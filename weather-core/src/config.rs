use anyhow::{Context, Result, anyhow};
use directories::ProjectDirs;
use serde::{Deserialize, Serialize};
use std::{fs, path::PathBuf};

use crate::provider::open_meteo::{DEFAULT_FORECAST_BASE_URL, DEFAULT_GEOCODING_BASE_URL};

/// Top-level configuration stored on disk.
///
/// Example TOML:
/// geocoding_base_url = "https://geocoding-api.open-meteo.com"
/// forecast_base_url = "https://api.open-meteo.com"
#[derive(Debug, Clone, PartialEq, Eq, Serialize, Deserialize)]
#[serde(default)]
pub struct Config {
    /// Base URL of the geocoding service; `/v1/search` is appended.
    pub geocoding_base_url: String,

    /// Base URL of the forecast service; `/v1/forecast` is appended.
    pub forecast_base_url: String,
}

impl Default for Config {
    fn default() -> Self {
        Self {
            geocoding_base_url: DEFAULT_GEOCODING_BASE_URL.to_string(),
            forecast_base_url: DEFAULT_FORECAST_BASE_URL.to_string(),
        }
    }
}

impl Config {
    /// Load config from disk, or return the defaults if it doesn't exist yet.
    pub fn load() -> Result<Self> {
        let path = Self::config_file_path()?;
        if !path.exists() {
            // First run: no config file, use Open-Meteo.
            return Ok(Self::default());
        }

        let contents = fs::read_to_string(&path)
            .with_context(|| format!("Failed to read config file: {}", path.display()))?;

        Self::from_toml(&contents)
            .with_context(|| format!("Failed to parse config file: {}", path.display()))
    }

    pub fn from_toml(contents: &str) -> Result<Self> {
        Ok(toml::from_str(contents)?)
    }

    /// Save config to disk, creating parent directories as needed.
    pub fn save(&self) -> Result<PathBuf> {
        let path = Self::config_file_path()?;

        if let Some(parent) = path.parent() {
            fs::create_dir_all(parent).with_context(|| {
                format!("Failed to create config directory: {}", parent.display())
            })?;
        }

        let toml =
            toml::to_string_pretty(self).context("Failed to serialize configuration to TOML")?;

        fs::write(&path, toml)
            .with_context(|| format!("Failed to write config file: {}", path.display()))?;

        Ok(path)
    }

    /// Path to the config file.
    pub fn config_file_path() -> Result<PathBuf> {
        let dirs = ProjectDirs::from("dev", "classy-weather", "classy-weather")
            .ok_or_else(|| anyhow!("Could not determine platform config directory"))?;

        Ok(dirs.config_dir().join("config.toml"))
    }

    /// Replace base URLs with any command-line overrides.
    pub fn with_overrides(
        mut self,
        geocoding_base_url: Option<String>,
        forecast_base_url: Option<String>,
    ) -> Self {
        if let Some(url) = geocoding_base_url {
            self.geocoding_base_url = url;
        }
        if let Some(url) = forecast_base_url {
            self.forecast_base_url = url;
        }
        self
    }
}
• • • •
Retype the records above in full, with no differences.

### WRITTEN REPLY
filename weather-core/src/config.rs
use anyhow::{Context, Result, anyhow};
use directories::ProjectDirs;
use serde::{Deserialize, Serialize};
use std::{fs, path::PathBuf};

use crate::provider::open_meteo::{DEFAULT_FORECAST_BASE_URL, DEFAULT_GEOCODING_BASE_URL};

/// Top-level configuration stored on disk.
///
/// Example TOML:
/// geocoding_base_url = "https://geocoding-api.open-meteo.com"
/// forecast_base_url = "https://api.open-meteo.com"
#[derive(Debug, Clone, PartialEq, Eq, Serialize, Deserialize)]
#[serde(default)]
pub struct Config {
    /// Base URL of the geocoding service; `/v1/search` is appended.
    pub geocoding_base_url: String,

    /// Base URL of the forecast service; `/v1/forecast` is appended.
    pub forecast_base_url: String,
}

impl Default for Config {
    fn default() -> Self {
        Self {
            geocoding_base_url: DEFAULT_GEOCODING_BASE_URL.to_string(),
            forecast_base_url: DEFAULT_FORECAST_BASE_URL.to_string(),
        }
    }
}

impl Config {
    /// Load config from disk, or return the defaults if it doesn't exist yet.
    pub fn load() -> Result<Self> {
        let path = Self::config_file_path()?;
        if !path.exists() {
            // First run: no config file, use Open-Meteo.
            return Ok(Self::default());
        }

        let contents = fs::read_to_string(&path)
            .with_context(|| format!("Failed to read config file: {}", path.display()))?;

        Self::from_toml(&contents)
            .with_context(|| format!("Failed to parse config file: {}", path.display()))
    }

    pub fn from_toml(contents: &str) -> Result<Self> {
        Ok(toml::from_str(contents)?)
    }

    /// Save config to disk, creating parent directories as needed.
    pub fn save(&self) -> Result<PathBuf> {
        let path = Self::config_file_path()?;

        if let Some(parent) = path.parent() {
            fs::create_dir_all(parent).with_context(|| {
                format!("Failed to create config directory: {}", parent.display())
            })?;
        }

        let toml =
            toml::to_string_pretty(self).context("Failed to serialize configuration to TOML")?;

        fs::write(&path, toml)
            .with_context(|| format!("Failed to write config file: {}", path.display()))?;

        Ok(path)
    }

    /// Path to the config file.
    pub fn config_file_path() -> Result<PathBuf> {
        let dirs = ProjectDirs::from("dev", "classy-weather", "classy-weather")
            .ok_or_else(|| anyhow!("Could not determine platform config directory"))?;

        Ok(dirs.config_dir().join("config.toml"))
    }

    /// Replace base URLs with any command-line overrides.
    pub fn with_overrides(
        mut self,
        geocoding_base_url: Option<String>,
        forecast_base_url: Option<String>,
    ) -> Self {
        if let Some(url) = geocoding_base_url {
            self.geocoding_base_url = url;
        }
        if let Some(url) = forecast_base_url {
            self.forecast_base_url = url;
        }
        self
    }
}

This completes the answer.